A verbatim transcript of the lines below, starting at the first and ending with the one that holds "impl Default for ValidationRules", is what should be produced.

:: Stored items ::
■ ■ ■ ■ ■ ■ ■

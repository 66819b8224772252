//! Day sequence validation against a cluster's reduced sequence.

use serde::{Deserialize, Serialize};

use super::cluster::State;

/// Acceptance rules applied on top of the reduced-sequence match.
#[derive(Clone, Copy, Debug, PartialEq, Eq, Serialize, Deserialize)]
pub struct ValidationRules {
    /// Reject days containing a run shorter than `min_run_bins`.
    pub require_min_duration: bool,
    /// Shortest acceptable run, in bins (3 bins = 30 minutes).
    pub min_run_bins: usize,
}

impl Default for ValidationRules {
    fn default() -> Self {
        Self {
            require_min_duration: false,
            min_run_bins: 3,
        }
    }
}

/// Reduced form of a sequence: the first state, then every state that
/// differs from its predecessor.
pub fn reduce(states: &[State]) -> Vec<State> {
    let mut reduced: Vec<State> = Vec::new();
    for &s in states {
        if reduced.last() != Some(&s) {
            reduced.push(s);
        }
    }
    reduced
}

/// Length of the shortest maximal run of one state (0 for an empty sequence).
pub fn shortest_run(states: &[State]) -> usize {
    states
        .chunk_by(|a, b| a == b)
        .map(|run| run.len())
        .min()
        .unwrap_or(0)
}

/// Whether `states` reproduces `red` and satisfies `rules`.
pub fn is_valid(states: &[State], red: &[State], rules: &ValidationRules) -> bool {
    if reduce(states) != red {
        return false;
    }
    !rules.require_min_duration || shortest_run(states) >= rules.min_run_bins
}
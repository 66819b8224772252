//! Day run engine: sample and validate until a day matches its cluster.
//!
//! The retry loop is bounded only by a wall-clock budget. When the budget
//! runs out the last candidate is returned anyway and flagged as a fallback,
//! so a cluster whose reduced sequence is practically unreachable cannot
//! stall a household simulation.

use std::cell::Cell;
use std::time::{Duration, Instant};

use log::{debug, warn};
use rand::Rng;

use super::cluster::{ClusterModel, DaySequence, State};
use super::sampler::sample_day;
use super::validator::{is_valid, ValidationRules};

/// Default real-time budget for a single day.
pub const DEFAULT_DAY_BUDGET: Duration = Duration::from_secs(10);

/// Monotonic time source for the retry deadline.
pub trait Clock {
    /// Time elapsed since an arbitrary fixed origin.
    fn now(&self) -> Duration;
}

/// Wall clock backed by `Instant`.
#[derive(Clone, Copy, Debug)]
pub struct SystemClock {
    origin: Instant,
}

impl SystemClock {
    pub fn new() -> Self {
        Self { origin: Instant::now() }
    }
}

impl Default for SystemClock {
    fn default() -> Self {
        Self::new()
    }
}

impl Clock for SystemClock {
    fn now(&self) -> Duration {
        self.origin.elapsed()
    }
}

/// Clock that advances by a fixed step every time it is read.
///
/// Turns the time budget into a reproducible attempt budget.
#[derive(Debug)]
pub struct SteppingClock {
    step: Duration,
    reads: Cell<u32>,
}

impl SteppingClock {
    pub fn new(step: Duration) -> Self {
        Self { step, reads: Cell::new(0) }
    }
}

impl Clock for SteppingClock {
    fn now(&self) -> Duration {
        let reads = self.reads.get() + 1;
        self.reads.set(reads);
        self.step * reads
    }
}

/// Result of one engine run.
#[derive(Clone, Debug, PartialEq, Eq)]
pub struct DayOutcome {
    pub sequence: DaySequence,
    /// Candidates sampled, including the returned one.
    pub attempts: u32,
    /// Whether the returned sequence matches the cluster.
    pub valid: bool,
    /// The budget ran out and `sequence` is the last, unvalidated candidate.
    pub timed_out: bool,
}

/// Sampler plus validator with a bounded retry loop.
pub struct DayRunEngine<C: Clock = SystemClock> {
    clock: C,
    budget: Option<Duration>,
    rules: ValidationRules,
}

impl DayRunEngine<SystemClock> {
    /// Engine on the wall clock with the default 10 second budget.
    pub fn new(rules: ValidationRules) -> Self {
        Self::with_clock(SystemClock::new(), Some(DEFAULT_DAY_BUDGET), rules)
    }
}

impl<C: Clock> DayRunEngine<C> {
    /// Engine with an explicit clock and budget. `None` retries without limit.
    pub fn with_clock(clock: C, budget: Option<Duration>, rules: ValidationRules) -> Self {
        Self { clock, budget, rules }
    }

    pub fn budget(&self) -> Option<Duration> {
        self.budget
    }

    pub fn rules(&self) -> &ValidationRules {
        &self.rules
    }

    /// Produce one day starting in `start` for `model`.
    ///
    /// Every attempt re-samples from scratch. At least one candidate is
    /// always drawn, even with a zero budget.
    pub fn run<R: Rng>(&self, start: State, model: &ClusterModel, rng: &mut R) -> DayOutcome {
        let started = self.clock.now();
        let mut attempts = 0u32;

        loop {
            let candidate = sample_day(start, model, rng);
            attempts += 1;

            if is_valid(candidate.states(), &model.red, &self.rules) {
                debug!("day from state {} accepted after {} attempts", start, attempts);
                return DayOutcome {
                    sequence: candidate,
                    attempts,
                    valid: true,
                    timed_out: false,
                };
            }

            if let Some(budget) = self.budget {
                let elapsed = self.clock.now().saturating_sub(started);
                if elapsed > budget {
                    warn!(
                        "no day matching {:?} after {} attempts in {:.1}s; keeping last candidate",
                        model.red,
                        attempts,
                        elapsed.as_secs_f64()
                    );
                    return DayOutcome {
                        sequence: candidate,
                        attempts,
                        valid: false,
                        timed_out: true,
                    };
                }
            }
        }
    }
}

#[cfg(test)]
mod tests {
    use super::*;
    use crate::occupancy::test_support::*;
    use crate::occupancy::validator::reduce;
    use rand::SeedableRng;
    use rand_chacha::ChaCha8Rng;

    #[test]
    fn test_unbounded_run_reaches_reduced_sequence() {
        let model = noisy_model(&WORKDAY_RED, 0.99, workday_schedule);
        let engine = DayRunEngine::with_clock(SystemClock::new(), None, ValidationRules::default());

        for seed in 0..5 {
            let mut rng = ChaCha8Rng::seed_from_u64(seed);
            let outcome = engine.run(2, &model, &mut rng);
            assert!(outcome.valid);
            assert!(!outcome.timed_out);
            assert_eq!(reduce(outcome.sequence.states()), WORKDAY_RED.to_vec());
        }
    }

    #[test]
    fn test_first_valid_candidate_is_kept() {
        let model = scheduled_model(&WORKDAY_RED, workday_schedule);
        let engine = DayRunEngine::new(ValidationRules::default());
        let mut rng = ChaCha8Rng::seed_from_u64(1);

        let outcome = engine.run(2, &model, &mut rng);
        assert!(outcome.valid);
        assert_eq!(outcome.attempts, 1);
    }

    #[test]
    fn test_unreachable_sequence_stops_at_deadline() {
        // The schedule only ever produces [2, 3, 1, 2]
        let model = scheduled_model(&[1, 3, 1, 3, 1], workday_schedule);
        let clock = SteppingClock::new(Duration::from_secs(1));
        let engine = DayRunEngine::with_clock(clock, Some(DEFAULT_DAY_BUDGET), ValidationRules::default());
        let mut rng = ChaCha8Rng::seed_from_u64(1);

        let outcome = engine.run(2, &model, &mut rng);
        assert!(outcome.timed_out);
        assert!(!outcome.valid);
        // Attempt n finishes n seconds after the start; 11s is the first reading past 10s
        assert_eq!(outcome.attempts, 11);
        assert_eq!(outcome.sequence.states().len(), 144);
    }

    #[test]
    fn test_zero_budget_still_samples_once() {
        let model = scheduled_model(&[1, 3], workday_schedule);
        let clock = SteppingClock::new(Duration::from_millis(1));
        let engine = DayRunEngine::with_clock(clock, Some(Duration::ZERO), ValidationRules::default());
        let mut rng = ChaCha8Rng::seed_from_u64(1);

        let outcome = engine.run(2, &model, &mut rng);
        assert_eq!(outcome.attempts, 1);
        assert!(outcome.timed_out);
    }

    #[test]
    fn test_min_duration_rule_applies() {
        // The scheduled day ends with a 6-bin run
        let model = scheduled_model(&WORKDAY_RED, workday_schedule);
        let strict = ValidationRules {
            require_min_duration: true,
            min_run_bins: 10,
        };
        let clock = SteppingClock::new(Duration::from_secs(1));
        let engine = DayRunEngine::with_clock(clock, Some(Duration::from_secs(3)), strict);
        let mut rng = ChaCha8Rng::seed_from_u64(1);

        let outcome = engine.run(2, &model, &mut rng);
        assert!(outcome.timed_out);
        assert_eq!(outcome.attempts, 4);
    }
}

■ ■ ■ ■ ■ ■ ■

:: Result of this task ::
repository 66819b8224772252
//! Day sequence validation against a cluster's reduced sequence.

use serde::{Deserialize, Serialize};

use super::cluster::State;

/// Acceptance rules applied on top of the reduced-sequence match.
#[derive(Clone, Copy, Debug, PartialEq, Eq, Serialize, Deserialize)]
pub struct ValidationRules {
    /// Reject days containing a run shorter than `min_run_bins`.
    pub require_min_duration: bool,
    /// Shortest acceptable run, in bins (3 bins = 30 minutes).
    pub min_run_bins: usize,
}

impl Default for ValidationRules {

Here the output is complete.